Additionally, if a parent is more than 30 days late in making their payments, the Child Support Agency may apply an interest penalty on accrued debts. This does not go to the recipient; it goes to the Australian Government and helps cover some costs associated with supporting children throughout Australia.
Non-payments for child support are a serious issue in Australia. If the parent does not pay financial support or tries to diminish their income so that they don’t owe anything more than is necessary if requested, the Child Support Agency will investigate the circumstances surrounding them.
Can Child Support be Increased or Decreased?
The best way to deal with a decrease in income is by seeking assistance through temporary modifications. The parent may also need support if they cannot find another job. Certain circumstances could cause an even bigger issue, like being disabled or incarcerated. You must keep track of what has happened so there aren’t any miscalculations in your payments.

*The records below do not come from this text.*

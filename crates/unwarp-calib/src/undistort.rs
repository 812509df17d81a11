//! Lens-distortion removal for images and point sets.
//!
//! For each output pixel the ideal ray is taken through the output camera
//! matrix, pushed through the distortion model, and sampled bilinearly from
//! the distorted source image. The per-pixel source coordinates are cached in
//! an [`UndistortMap`] so a sequence of frames from one camera pays for the
//! model evaluation once.

use crate::camera::Intrinsics;
use crate::model::CalibrationModel;
use log::debug;
use nalgebra::{Point2, Vector2};
use serde::{Deserialize, Serialize};
use unwarp_core::{sample_bilinear_u8, BorderMode, Image, ImageView};

#[cfg(feature = "tracing")]
use tracing::instrument;

#[derive(Clone, Debug, Default, PartialEq, Serialize, Deserialize)]
#[serde(default)]
pub struct UndistortOptions {
    /// Value for output pixels whose source falls outside the input.
    pub border: BorderMode,
    /// Camera matrix of the output image; defaults to the model's own.
    pub new_intrinsics: Option<Intrinsics>,
}

#[derive(thiserror::Error, Debug, Clone, PartialEq)]
pub enum UndistortError {
    #[error("image is {got:?}, expected {expected:?}")]
    DimensionMismatch {
        expected: (usize, usize),
        got: (usize, usize),
    },
    #[error("camera model has invalid intrinsics or distortion")]
    InvalidModel,
}

fn check_model(model: &CalibrationModel, options: &UndistortOptions) -> Result<Intrinsics, UndistortError> {
    let out = options.new_intrinsics.unwrap_or(model.intrinsics);
    let finite = model.distortion.to_array().iter().all(|c| c.is_finite());
    if !finite || !model.intrinsics.is_valid() || !out.is_valid() {
        return Err(UndistortError::InvalidModel);
    }
    Ok(out)
}

/// Precomputed source coordinates for every output pixel.
#[derive(Clone, Debug)]
pub struct UndistortMap {
    width: usize,
    height: usize,
    border: BorderMode,
    map: Vec<[f32; 2]>,
}

impl UndistortMap {
    pub fn new(
        model: &CalibrationModel,
        width: usize,
        height: usize,
        options: &UndistortOptions,
    ) -> Result<Self, UndistortError> {
        let out = check_model(model, options)?;
        let mut map = Vec::with_capacity(width * height);
        for y in 0..height {
            for x in 0..width {
                let n = out.normalize(Point2::new(x as f64, y as f64));
                let src = model.intrinsics.denormalize(model.distortion.distort(n));
                map.push([src.x as f32, src.y as f32]);
            }
        }
        Ok(Self {
            width,
            height,
            border: options.border,
            map,
        })
    }

    pub fn size(&self) -> (usize, usize) {
        (self.width, self.height)
    }

    /// Source position sampled for output pixel `(x, y)`.
    pub fn source(&self, x: usize, y: usize) -> Option<Point2<f32>> {
        if x >= self.width || y >= self.height {
            return None;
        }
        let [sx, sy] = self.map[y * self.width + x];
        Some(Point2::new(sx, sy))
    }

    /// Remap `src`, which must have the size the map was built for.
    pub fn apply(&self, src: &ImageView<'_>) -> Result<Image, UndistortError> {
        if (src.width, src.height) != (self.width, self.height) {
            return Err(UndistortError::DimensionMismatch {
                expected: (self.width, self.height),
                got: (src.width, src.height),
            });
        }
        let ch = src.channels;
        let mut data = Vec::with_capacity(self.map.len() * ch);
        for &[sx, sy] in &self.map {
            for c in 0..ch {
                data.push(sample_bilinear_u8(src, sx, sy, c, self.border));
            }
        }
        Ok(Image {
            width: self.width,
            height: self.height,
            channels: ch,
            data,
        })
    }
}

/// Remove lens distortion from `src`.
///
/// The output has the input's size and channel count. When the model records
/// the calibration image size, `src` must match it.
#[cfg_attr(
    feature = "tracing",
    instrument(level = "debug", skip(src, model, options), fields(width = src.width, height = src.height))
)]
pub fn undistort(
    src: &ImageView<'_>,
    model: &CalibrationModel,
    options: &UndistortOptions,
) -> Result<Image, UndistortError> {
    if let Some(expected) = model.image_size {
        if expected != (src.width, src.height) {
            return Err(UndistortError::DimensionMismatch {
                expected,
                got: (src.width, src.height),
            });
        }
    }
    if model.distortion.is_zero() && options.new_intrinsics.is_none() {
        check_model(model, options)?;
        debug!("zero distortion, undistort is a copy");
        return Ok(src.to_owned());
    }
    UndistortMap::new(model, src.width, src.height, options)?.apply(src)
}

/// Map distorted pixel positions to where an ideal pinhole camera sees them.
///
/// `new_intrinsics` selects the output camera matrix (default: the model's).
pub fn undistort_points(
    points: &[Point2<f32>],
    model: &CalibrationModel,
    new_intrinsics: Option<&Intrinsics>,
) -> Vec<Point2<f32>> {
    let out = new_intrinsics.unwrap_or(&model.intrinsics);
    points
        .iter()
        .map(|p| {
            let nd: Vector2<f64> = model
                .intrinsics
                .normalize(Point2::new(p.x as f64, p.y as f64));
            let n = model.distortion.undistort_normalized(nd);
            let q = out.denormalize(n);
            Point2::new(q.x as f32, q.y as f32)
        })
        .collect()
}

#[cfg(test)]
mod tests {
    use super::*;
    use crate::camera::Distortion;
    use approx::assert_relative_eq;

    fn model(distortion: Distortion) -> CalibrationModel {
        CalibrationModel::new(Intrinsics::new(300.0, 300.0, 79.5, 59.5), distortion, (160, 120))
    }

    fn gradient() -> Image {
        Image::from_fn(160, 120, 3, |x, y| [x as u8, y as u8, (x + y) as u8])
    }

    #[test]
    fn zero_distortion_is_identity() {
        let img = gradient();
        let out = undistort(&img.view(), &model(Distortion::default()), &UndistortOptions::default()).unwrap();
        assert_eq!(out, img);
    }

    #[test]
    fn zero_distortion_map_is_identity() {
        let img = gradient();
        let map = UndistortMap::new(&model(Distortion::default()), 160, 120, &UndistortOptions::default()).unwrap();
        assert_eq!(map.apply(&img.view()).unwrap(), img);
    }

    #[test]
    fn size_mismatch_is_rejected() {
        let img = Image::filled(100, 100, 1, 0);
        let err = undistort(&img.view(), &model(Distortion::default()), &UndistortOptions::default()).unwrap_err();
        assert_eq!(
            err,
            UndistortError::DimensionMismatch {
                expected: (160, 120),
                got: (100, 100)
            }
        );
    }

    #[test]
    fn invalid_model_is_rejected() {
        let mut m = model(Distortion::default());
        m.intrinsics.fx = 0.0;
        let img = gradient();
        assert_eq!(
            undistort(&img.view(), &m, &UndistortOptions::default()),
            Err(UndistortError::InvalidModel)
        );
    }

    #[test]
    fn barrel_distortion_pulls_corners_outward() {
        let m = model(Distortion {
            k1: -0.3,
            ..Distortion::default()
        });
        let map = UndistortMap::new(&m, 160, 120, &UndistortOptions::default()).unwrap();
        // The principal point is a fixed point.
        let c = map.source(80, 60).unwrap();
        assert!((c.x - 80.0).abs() < 0.01 && (c.y - 60.0).abs() < 0.01);
        // Off-centre output pixels read from closer to the centre.
        let s = map.source(0, 0).unwrap();
        assert!(s.x > 0.0 && s.y > 0.0);
        assert!(map.source(160, 0).is_none());
    }

    #[test]
    fn points_round_trip_through_the_model() {
        let m = model(Distortion {
            k1: -0.25,
            k2: 0.05,
            p1: 0.001,
            p2: -0.001,
            k3: 0.0,
        });
        let ideal = Point2::new(20.0_f64, 100.0);
        let n = m.intrinsics.normalize(ideal);
        let distorted = m.intrinsics.denormalize(m.distortion.distort(n));
        let back = undistort_points(&[Point2::new(distorted.x as f32, distorted.y as f32)], &m, None);
        assert_relative_eq!(back[0].x, ideal.x as f32, epsilon = 1e-3);
        assert_relative_eq!(back[0].y, ideal.y as f32, epsilon = 1e-3);
    }
}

If one parent experiences an increase in income, the other may petition for increased child support payments. This is done to make sure the children’s standard of living will remain equivalent to what it would have been had the parents remained together.
Can I Stop Paying Child Support if My Child Turns 18?
You may be asked to pay child support after the age of 18 or when your children finish high school. Specific circumstances under federal law enforce a parent’s duty to provide financial assistance for their adult offspring. Child support is administered on an individual basis, and each case depends upon its own set of circumstances.
Read our article At What Age Does Child Support Stop? to learn more about adult child maintenance.
What if You Think Your Child Support Assessment is Unfair
One of the most common avenues to appeal a child support assessment is through filing a review with the Child Support Agency.
One of the more common reasons for an objection is errors in calculating income or care. A parent may also believe their child’s circumstances require special consideration and file a petition to review them against the original assessment.
Frequently Asked Questions
How Does the Income of My New Partner Affect the Amount of Child Support I Pay or Receive?
Based on your new partner’s income, there is no change in the amount of child support you pay or receive. Child Support is based only on each parent’s earnings, not their spouse’s income.
What Is the Maintenance Obligation of a Father Who Doesn’t See His Child?
Child support is mandatory in Australia. You have a duty as the child’s parent to pay child support, whether or not you see your children.
How Can Divorced Parents Come to a Fair Agreement on Child Support?
Child support is meant to cover all types of expenses and it’s generally about fair if the cost/care split matches up with what you pay. For example, in a situation where one parent has 75% care for their children they will receive 75% of the estimated costs of child care based on your specific circumstances.
It’s important to note, that parents do not have to apply for a child support assessment from the Child Support Agency. Parents may wish to forgo assessment by the CSA and instead enter into a private formal Child Support Agreement or an informal Child Support Agreement.